The hunt is on for technologies that use carbon dioxide and non-potable water since they are available in such tantalizing abundance. So, lets dig into one of the most interesting ways to make renewable fuels to appear in a month of Sundays.

The National Science Foundation’s division of Emerging Frontiers in Research and Innovation, widely known as EFRI, made a $2 million grant to a group of researchers led by Lehigh chemical and bioengineering professors Steve McIntosh and Bryan Berger — in a project that aims to make methanol using only carbon dioxide, sunlight and water.

The project utilizes a new low-cost technology that McIntosh and Berger developed to produce low-cost quantum dots from bacteria.

Er, Quantum Dots?

OK, let’s do a little science backgrounder here. A quantum dot is a really tiny crystal — so small (in the 5 to 50 nanometer range, at the low end roughly equivalent to the smallest transistor ever made) that the crystal begins to exhibit properties associated with quantum mechanics.

Specific to fuels, when a photon, arriving on planet Earth after an eight minute journey from the Sun, happens to strike a quantum dot (instead of say, a plant’s light harvesting mechanism) — it produces an excited electron (which is to say, an electron in a higher energy state than the garden variety electrons that power your computer).

Two things make this effect important for the production of fuels. First, there’s no limitation imposed by photovoltaic or photosynthetic efficiency — you get one electron for every photon. Second, the Lehigh team has theorized that these excited electrons catalyze the removal of hydrogen from water and carbon from CO2, and produce methanol in a continuous flow process.
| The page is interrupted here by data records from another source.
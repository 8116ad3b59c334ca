//! # EnOcean Equipment Profiles
//!
//! Declarative profile descriptors, the YAML table they are loaded from and
//! the registry that indexes them by RORG/FUNC/TYPE.

pub mod classify;
pub mod id;
pub mod platform;
pub mod profile;
pub mod registry;
pub mod table;

pub use id::EepId;
pub use platform::{EntityCategory, PlatformKind, StateClass};
pub use profile::{
    entity_key, ChannelSpec, EntityMeta, EnumItem, FixedBits, NumericScale, ProfileDescriptor, ValueKind,
};
pub use registry::{ProfileRegistry, RegistryBuilder};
That theory is what is being tested under the EFRI grant.

What Makes It Low Cost?

Quantum dots were discovered several decades ago, and are today employed in industrial applications. But the use of them is severely constrained by the high cost of producing them, using rare-metal catalysts, toxic solvents, and high temperature process conditions.

In a foundational bit of work that preceded this EFRI grant, McIntosh and Berger demonstrated their novel method for producing quantum dots in bacteria. In the EFRI project, an expanded research team will use quantum dots in tandem with a series of yeast-synthesized enzymes — providing the energy to a process that will create methanol from the aforementioned carbon dioxide and water.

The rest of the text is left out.